Since glucose is not generally found in abundance in mycobacterial growth environments other than infected host tissues, we propose that expression of the GMM antigen in nature is generally restricted to pathogenic mycobacteria that have invaded host tissues and would not be expressed by saprophytic mycobacteria growing in the environment. This issue is particularly relevant for mycobacterial disease, since human exposure to environmental saprophytes is common, but does not generally lead to detectable cell-mediated immunity 49. Specific T cell recognition of a glycolipid antigen derived from the in vivo coupling of host and pathogen factors could allow not only discrimination of self from foreign structures, but also discrimination of bacteria that have invaded tissue from bacteria that have not. Many studies suggested that the host avoids immunopathology by distinguishing foreign antigen that is not a threat to the host (innocuous nonself) from that which is a threat to the host (pathogenic nonself; for a review, see reference 50). Thus, these results not only provide the first information about the expression of a CD1-presented antigen in vivo within tissues, they also suggest a new mechanism for discrimination of pathogenic from innocuous nonself that would allow a vigorous response to pathogenic mycobacteria while avoiding immunopathology from casual exposure to innocuous saprophytes.

The authors thank H. Remold, P. Brennan, and J. Belisle for supplying mycobacteria.

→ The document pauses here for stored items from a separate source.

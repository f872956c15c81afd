use skein_session::BridgeError;

/// Error from a file operation.
#[derive(Debug, Clone, PartialEq)]
pub enum FsError {
    /// Flag string is not one of the recognized forms.
    InvalidFlags(String),
    /// Operation on a closed file handle.
    Closed,
    /// The native call or the bridge failed.
    Bridge(BridgeError),
}

impl std::fmt::Display for FsError {
    fn fmt(&self, f: &mut std::fmt::Formatter<'_>) -> std::fmt::Result {
        match self {
            FsError::InvalidFlags(flags) => write!(f, "invalid open flags: {flags:?}"),
            FsError::Closed => write!(f, "file handle is closed"),
            FsError::Bridge(e) => write!(f, "{e}"),
        }
    }
}

impl std::error::Error for FsError {
    fn source(&self) -> Option<&(dyn std::error::Error + 'static)> {
        match self {
            FsError::Bridge(e) => Some(e),
            _ => None,
        }
    }
}

impl From<BridgeError> for FsError {
    fn from(e: BridgeError) -> Self {
        FsError::Bridge(e)
    }
}
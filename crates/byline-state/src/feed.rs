//! Feed fetch and pagination orchestration.
//!
//! A `FeedController` owns the article list for the descriptor produced by
//! its resolver. Two watchers drive it:
//!
//! - **descriptor identity** (the resolver's meta token): a change while on
//!   page 1 refetches directly; on a later page it resets to page 1 instead
//!   and lets the page watcher issue the fetch,
//! - **current page**: any change refetches.
//!
//! The split collapses "filter changed while on page 3" into a single fetch
//! rather than one for the old page under the new filter plus one for page 1.
//!
//! Watcher-triggered fetches are spawned with `spawn_local`, so the
//! controller must live on a tokio `LocalSet`. The embedding shell issues
//! the first `refetch` once composition is done.

use std::rc::Rc;

use byline_core::api::{ApiClient, ApiResult, Article, ArticleFilter};

use crate::policy::ErrorPolicy;
use crate::resolver::{FeedKind, FeedResolver};
use crate::signal::Signal;
use crate::task::{AsyncGuard, FetchSeq};

/// Articles per page; mirrors the server's page length.
pub const PAGE_SIZE: u64 = 10;

/// Converts a 1-based page number to the API's offset parameter.
pub fn page_to_offset(page: u64) -> u64 {
    page.saturating_sub(1) * PAGE_SIZE
}

/// The two request shapes a descriptor can map to.
enum FeedRequest {
    /// `GET /articles/feed` for the current session.
    Personal,
    /// `GET /articles` with an optional filter.
    List(ArticleFilter),
}

pub struct FeedController {
    api: Rc<ApiClient>,
    resolver: Rc<FeedResolver>,
    articles: Signal<Vec<Article>>,
    articles_count: Signal<u64>,
    page: Signal<u64>,
    guard: AsyncGuard,
    seq: FetchSeq,
}

impl FeedController {
    pub fn new(
        api: Rc<ApiClient>,
        resolver: Rc<FeedResolver>,
        policy: Rc<ErrorPolicy>,
    ) -> Rc<Self> {
        let controller = Rc::new(Self {
            api,
            resolver,
            articles: Signal::new(Vec::new()),
            articles_count: Signal::new(0),
            page: Signal::new(1),
            guard: AsyncGuard::new(policy),
            seq: FetchSeq::default(),
        });

        // Watcher A: descriptor identity.
        let weak = Rc::downgrade(&controller);
        controller.resolver.meta().watch(move |_| {
            let Some(controller) = weak.upgrade() else {
                return;
            };
            if controller.page.get() == 1 {
                controller.spawn_refetch();
            } else {
                // Triggers watcher B, which issues the single fetch for
                // page 1 under the new descriptor.
                controller.set_page(1);
            }
        });

        // Watcher B: current page.
        let weak = Rc::downgrade(&controller);
        controller.page.watch(move |_| {
            if let Some(controller) = weak.upgrade() {
                controller.spawn_refetch();
            }
        });

        controller
    }

    /// The article list, in server order. Cleared at the start of every
    /// fetch to signal loading.
    pub fn articles(&self) -> &Signal<Vec<Article>> {
        &self.articles
    }

    /// Unpaginated total reported by the server.
    pub fn articles_count(&self) -> &Signal<u64> {
        &self.articles_count
    }

    pub fn current_page(&self) -> u64 {
        self.page.get()
    }

    /// Observable fetch-in-flight flag.
    pub fn fetching(&self) -> &Signal<bool> {
        self.guard.active()
    }

    pub fn is_fetching(&self) -> bool {
        self.guard.in_flight()
    }

    /// Sets the current page. Setting the current value again is a no-op;
    /// a new value triggers exactly one fetch at the recomputed offset.
    pub fn set_page(&self, page: u64) {
        self.page.set(page);
    }

    /// Replaces one article in place (e.g. after a favorite toggle) without
    /// re-fetching. Out-of-range indexes are ignored with a warning.
    pub fn update_article_at(&self, index: usize, article: Article) {
        let len = self.articles.with(Vec::len);
        if index >= len {
            tracing::warn!(index, len, "ignoring article update outside list bounds");
            return;
        }
        self.articles.update(|items| items[index] = article);
    }

    /// Re-issues the fetch for the current descriptor and page.
    ///
    /// Session-expiry failures are absorbed by the error policy; any other
    /// failure is returned to the caller. A response that lost the race to
    /// a newer fetch is discarded without touching list state.
    pub async fn refetch(&self) -> ApiResult<()> {
        self.guard.run(self.fetch_articles()).await.map(|_| ())
    }

    /// Spawns a watcher-triggered fetch onto the local task set. With no
    /// caller to re-raise to, non-absorbed failures are logged.
    fn spawn_refetch(self: &Rc<Self>) {
        let controller = Rc::clone(self);
        tokio::task::spawn_local(async move {
            if let Err(err) = controller.refetch().await {
                tracing::warn!(error = %err, "feed fetch failed");
            }
        });
    }

    async fn fetch_articles(&self) -> ApiResult<()> {
        // Clear first so observers see a loading state.
        self.articles.set(Vec::new());

        let kind = self.resolver.kind().get();
        let offset = page_to_offset(self.page.get());

        let Some(request) = self.request_for(kind) else {
            // A descriptor whose filter has not caught up with its kind is
            // not actionable; leave the list empty.
            tracing::error!(kind = kind.as_str(), "feed kind has no actionable request");
            return Ok(());
        };

        let id = self.seq.issue();
        let list = match request {
            FeedRequest::Personal => self.api.personal_feed(offset, PAGE_SIZE).await?,
            FeedRequest::List(filter) => self.api.list_articles(&filter, offset, PAGE_SIZE).await?,
        };

        if !self.seq.is_latest(id) {
            tracing::debug!("discarding response from superseded fetch");
            return Ok(());
        }

        self.articles.set(list.articles);
        self.articles_count.set(list.articles_count);
        Ok(())
    }

    /// Exhaustive kind → request-shape dispatch. Filtered kinds with an
    /// empty filter value are not actionable.
    fn request_for(&self, kind: FeedKind) -> Option<FeedRequest> {
        match kind {
            FeedKind::Personal => Some(FeedRequest::Personal),
            FeedKind::Global => Some(FeedRequest::List(ArticleFilter::None)),
            FeedKind::Tag => {
                let tag = self.resolver.tag().get();
                (!tag.is_empty()).then(|| FeedRequest::List(ArticleFilter::Tag(tag)))
            }
            FeedKind::Author => {
                let username = self.resolver.username().get();
                (!username.is_empty()).then(|| FeedRequest::List(ArticleFilter::Author(username)))
            }
            FeedKind::Favorited => {
                let username = self.resolver.username().get();
                (!username.is_empty())
                    .then(|| FeedRequest::List(ArticleFilter::FavoritedBy(username)))
            }
        }
    }
}
//! Article API client.
//!
//! One `ApiClient` is shared by the whole data layer. It owns the credential
//! slot: the session layer pushes the current token through
//! [`CredentialSink::set_credential`] and every subsequent request carries it
//! as `Authorization: Token <jwt>`.

use std::cell::RefCell;
use std::time::Duration;

use anyhow::Result;
use serde::de::DeserializeOwned;

use super::error::{ApiError, ApiResult};
use super::types::{Article, ArticleEnvelope, ArticleList};
use crate::config::{Config, DEFAULT_API_BASE_URL};

/// Registration point for the session's auth token.
///
/// Implemented by [`ApiClient`]; the session layer only sees this trait.
pub trait CredentialSink {
    /// Attaches (or with `None`, clears) the token used for subsequent
    /// authenticated requests.
    fn set_credential(&self, token: Option<&str>);
}

/// Optional filter for article list requests.
#[derive(Debug, Clone, PartialEq, Eq)]
pub enum ArticleFilter {
    None,
    Tag(String),
    Author(String),
    FavoritedBy(String),
}

/// Configuration for the article API client.
#[derive(Debug, Clone)]
pub struct ApiClientConfig {
    pub base_url: String,
    pub timeout: Option<Duration>,
}

impl ApiClientConfig {
    /// Builds a client config from the loaded app config.
    ///
    /// # Errors
    /// Returns an error if the base URL fails to resolve (see
    /// [`Config::resolve_api_base_url`]).
    pub fn from_config(config: &Config) -> Result<Self> {
        Ok(Self {
            base_url: config.resolve_api_base_url()?,
            timeout: config.request_timeout(),
        })
    }
}

/// Article API client.
pub struct ApiClient {
    config: ApiClientConfig,
    http: reqwest::Client,
    token: RefCell<Option<String>>,
}

impl ApiClient {
    /// Creates a new client with the given configuration.
    ///
    /// # Panics
    /// - In test builds (`#[cfg(test)]`), panics if `base_url` is the production API.
    /// - At runtime, panics if `BYLINE_BLOCK_REAL_API=1` and `base_url` is the production API.
    ///
    /// This prevents tests from accidentally making real network requests.
    /// Use `BYLINE_API_BASE_URL` or the config file to point to a mock server.
    pub fn new(config: ApiClientConfig) -> Self {
        #[cfg(test)]
        if config.base_url == DEFAULT_API_BASE_URL {
            panic!(
                "Tests must not use the production article API!\n\
                 Set BYLINE_API_BASE_URL to a mock server (e.g., wiremock).\n\
                 Found base_url: {}",
                config.base_url
            );
        }

        #[cfg(not(test))]
        if std::env::var("BYLINE_BLOCK_REAL_API").is_ok_and(|v| v == "1")
            && config.base_url == DEFAULT_API_BASE_URL
        {
            panic!(
                "BYLINE_BLOCK_REAL_API=1 but trying to use the production article API!\n\
                 Set BYLINE_API_BASE_URL to a mock server.\n\
                 Found base_url: {}",
                config.base_url
            );
        }

        let mut builder = reqwest::Client::builder();
        if let Some(timeout) = config.timeout {
            builder = builder.timeout(timeout);
        }
        let http = builder.build().expect("Failed to build HTTP client");

        Self {
            config,
            http,
            token: RefCell::new(None),
        }
    }

    /// Replaces the stored auth token.
    pub fn set_token(&self, token: Option<&str>) {
        *self.token.borrow_mut() = token.map(str::to_string);
    }

    /// Returns whether a token is currently attached (for diagnostics).
    pub fn has_token(&self) -> bool {
        self.token.borrow().is_some()
    }

    /// Lists articles, newest first, with an optional filter.
    pub async fn list_articles(
        &self,
        filter: &ArticleFilter,
        offset: u64,
        limit: u64,
    ) -> ApiResult<ArticleList> {
        let mut query: Vec<(&str, String)> = Vec::new();
        match filter {
            ArticleFilter::None => {}
            ArticleFilter::Tag(tag) => query.push(("tag", tag.clone())),
            ArticleFilter::Author(username) => query.push(("author", username.clone())),
            ArticleFilter::FavoritedBy(username) => query.push(("favorited", username.clone())),
        }
        query.push(("offset", offset.to_string()));
        query.push(("limit", limit.to_string()));

        let url = format!("{}/articles", self.config.base_url);
        let request = self.authorized(self.http.get(&url)).query(&query);
        self.send(request).await
    }

    /// Lists the personal feed (articles from followed authors).
    ///
    /// Requires an attached token; the server answers 401 otherwise.
    pub async fn personal_feed(&self, offset: u64, limit: u64) -> ApiResult<ArticleList> {
        let url = format!("{}/articles/feed", self.config.base_url);
        let request = self
            .authorized(self.http.get(&url))
            .query(&[("offset", offset.to_string()), ("limit", limit.to_string())]);
        self.send(request).await
    }

    /// Marks an article as favorited and returns the updated record.
    pub async fn favorite_article(&self, slug: &str) -> ApiResult<Article> {
        let url = format!("{}/articles/{slug}/favorite", self.config.base_url);
        let request = self.authorized(self.http.post(&url));
        let envelope: ArticleEnvelope = self.send(request).await?;
        Ok(envelope.article)
    }

    /// Removes an article from favorites and returns the updated record.
    pub async fn unfavorite_article(&self, slug: &str) -> ApiResult<Article> {
        let url = format!("{}/articles/{slug}/favorite", self.config.base_url);
        let request = self.authorized(self.http.delete(&url));
        let envelope: ArticleEnvelope = self.send(request).await?;
        Ok(envelope.article)
    }

    /// Attaches the stored token, if any, to a request.
    fn authorized(&self, builder: reqwest::RequestBuilder) -> reqwest::RequestBuilder {
        match self.token.borrow().as_deref() {
            Some(token) => builder.header("Authorization", format!("Token {token}")),
            None => builder,
        }
    }

    /// Sends a request and decodes a JSON response.
    ///
    /// Non-2xx responses become [`ApiError::http_status`] with the body
    /// preserved; undecodable bodies become parse errors.
    async fn send<T: DeserializeOwned>(&self, builder: reqwest::RequestBuilder) -> ApiResult<T> {
        let response = builder.send().await.map_err(ApiError::from)?;
        let status = response.status();

        if !status.is_success() {
            let body = response.text().await.unwrap_or_default();
            return Err(ApiError::http_status(status.as_u16(), &body));
        }

        let body = response.text().await.map_err(ApiError::from)?;
        serde_json::from_str(&body)
            .map_err(|err| ApiError::parse(format!("Failed to decode response: {err}")))
    }
}

impl CredentialSink for ApiClient {
    fn set_credential(&self, token: Option<&str>) {
        self.set_token(token);
    }
}
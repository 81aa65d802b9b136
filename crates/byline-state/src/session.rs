//! Authenticated-session state.
//!
//! Holds the in-memory, observable user record and keeps it in lockstep
//! with the persisted store and the API client's credential slot. This is
//! the only place session state is mutated; everything else reads the
//! in-memory mirror, never the store.

use std::rc::Rc;

use anyhow::Result;
use byline_core::api::{CredentialSink, User};
use byline_core::session::SessionStore;

use crate::signal::Signal;

pub struct SessionManager {
    store: SessionStore,
    sink: Rc<dyn CredentialSink>,
    user: Signal<Option<User>>,
}

impl SessionManager {
    /// Restores the session from the persisted store.
    ///
    /// This is the sole direct storage read. If a record exists, its token
    /// is attached to the credential sink immediately so the first
    /// authenticated request works without a fresh login.
    pub fn restore(store: SessionStore, sink: Rc<dyn CredentialSink>) -> Rc<Self> {
        let user = store.get();
        if let Some(user) = &user {
            sink.set_credential(Some(user.token.as_str()));
        }
        Rc::new(Self {
            store,
            sink,
            user: Signal::new(user),
        })
    }

    /// Observable user record.
    pub fn user(&self) -> &Signal<Option<User>> {
        &self.user
    }

    /// Derived authentication state, computed from the in-memory mirror.
    pub fn is_authenticated(&self) -> bool {
        self.user.with(Option::is_some)
    }

    /// Sole mutation path for session state.
    ///
    /// `Some(user)` persists the record, attaches its token to the
    /// credential sink, and updates the mirror — also the overwrite path
    /// for an already-authenticated session. `None` reverses all three.
    ///
    /// # Errors
    /// Returns an error if the persisted store cannot be written; the
    /// in-memory mirror and credential sink are left unchanged in that case.
    pub fn update_user(&self, user: Option<User>) -> Result<()> {
        match user {
            Some(user) => {
                self.store.set(&user)?;
                self.sink.set_credential(Some(user.token.as_str()));
                self.user.set(Some(user));
            }
            None => {
                self.store.remove()?;
                self.sink.set_credential(None);
                self.user.set(None);
            }
        }
        Ok(())
    }
}
//! Persisted session storage.
//!
//! Stores the authenticated-user record in `<base>/session.json` with
//! restricted permissions (0600) — the record contains the API token, which
//! is never logged or displayed in full.

use std::fs::{self, OpenOptions};
use std::io::Write;
use std::path::PathBuf;

use anyhow::{Context, Result};

use crate::api::User;
use crate::config::paths;

/// Durable storage of a single authenticated-user record.
///
/// All access is synchronous; consumers hold an in-memory mirror and only
/// come back here on state transitions.
#[derive(Debug, Clone)]
pub struct SessionStore {
    path: PathBuf,
}

impl SessionStore {
    /// Opens the store at the default location under `BYLINE_HOME`.
    pub fn open_default() -> Self {
        Self {
            path: paths::session_path(),
        }
    }

    /// Opens the store at an explicit path (used by tests).
    pub fn at(path: PathBuf) -> Self {
        Self { path }
    }

    /// Reads the stored user record.
    ///
    /// Returns `None` if the file doesn't exist. An unparseable file is
    /// treated as absent (with a warning) rather than failing startup.
    pub fn get(&self) -> Option<User> {
        if !self.path.exists() {
            return None;
        }

        let contents = match fs::read_to_string(&self.path) {
            Ok(contents) => contents,
            Err(err) => {
                tracing::warn!(path = %self.path.display(), error = %err, "failed to read session file");
                return None;
            }
        };

        match serde_json::from_str(&contents) {
            Ok(user) => Some(user),
            Err(err) => {
                tracing::warn!(path = %self.path.display(), error = %err, "discarding unparseable session file");
                None
            }
        }
    }

    /// Persists the user record with restricted permissions (0600).
    ///
    /// # Errors
    /// Returns an error if the operation fails.
    pub fn set(&self, user: &User) -> Result<()> {
        if let Some(parent) = self.path.parent() {
            fs::create_dir_all(parent)
                .with_context(|| format!("Failed to create directory {}", parent.display()))?;
        }

        let contents = serde_json::to_string_pretty(user).context("Failed to serialize session")?;

        #[cfg(unix)]
        {
            use std::os::unix::fs::OpenOptionsExt;
            let mut file = OpenOptions::new()
                .write(true)
                .create(true)
                .truncate(true)
                .mode(0o600)
                .open(&self.path)
                .with_context(|| format!("Failed to open {} for writing", self.path.display()))?;
            file.write_all(contents.as_bytes())
                .with_context(|| format!("Failed to write to {}", self.path.display()))?;
        }

        #[cfg(not(unix))]
        {
            fs::write(&self.path, contents)
                .with_context(|| format!("Failed to write to {}", self.path.display()))?;
        }

        Ok(())
    }

    /// Removes the stored record, if any.
    ///
    /// # Errors
    /// Returns an error if the file exists but cannot be removed.
    pub fn remove(&self) -> Result<()> {
        if self.path.exists() {
            fs::remove_file(&self.path)
                .with_context(|| format!("Failed to remove {}", self.path.display()))?;
        }
        Ok(())
    }
}

#[cfg(test)]
mod tests {
    use tempfile::tempdir;

    use super::*;

    fn test_user() -> User {
        User {
            email: "alice@example.test".to_string(),
            token: "jwt-token".to_string(),
            username: "alice".to_string(),
            bio: Some("writes about rust".to_string()),
            image: None,
        }
    }

    #[test]
    fn test_get_missing_file_returns_none() {
        let dir = tempdir().unwrap();
        let store = SessionStore::at(dir.path().join("session.json"));
        assert_eq!(store.get(), None);
    }

    #[test]
    fn test_set_then_get_roundtrips() {
        let dir = tempdir().unwrap();
        let store = SessionStore::at(dir.path().join("session.json"));

        store.set(&test_user()).unwrap();
        assert_eq!(store.get(), Some(test_user()));
    }

    #[test]
    fn test_remove_clears_record() {
        let dir = tempdir().unwrap();
        let store = SessionStore::at(dir.path().join("session.json"));

        store.set(&test_user()).unwrap();
        store.remove().unwrap();
        assert_eq!(store.get(), None);

        // Removing again is not an error.
        store.remove().unwrap();
    }

    #[test]
    fn test_corrupt_file_treated_as_absent() {
        let dir = tempdir().unwrap();
        let path = dir.path().join("session.json");
        fs::write(&path, "{not json").unwrap();

        let store = SessionStore::at(path);
        assert_eq!(store.get(), None);
    }

    #[cfg(unix)]
    #[test]
    fn test_session_file_permissions() {
        use std::os::unix::fs::PermissionsExt;

        let dir = tempdir().unwrap();
        let path = dir.path().join("session.json");
        let store = SessionStore::at(path.clone());
        store.set(&test_user()).unwrap();

        let mode = fs::metadata(&path).unwrap().permissions().mode();
        assert_eq!(mode & 0o777, 0o600, "session.json should have 0600 permissions");
    }
}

D.B. Moody is supported by grants from the National Institute of Arthritis and Musculoskeletal and Skin Diseases, National Institutes of Health, (ARO1988) and the American College of Rheumatology Research and Education Foundation. S.A. Porcelli is supported by grants from the National Institute of Allergy and Infectious Diseases, National Institutes of Health (AI45889 and AI40135). G.S. Besra is currently a Lister Institute Jenner Research Fellow and acknowledges support from the Medical Research Council Cooperative Group (grant 49343).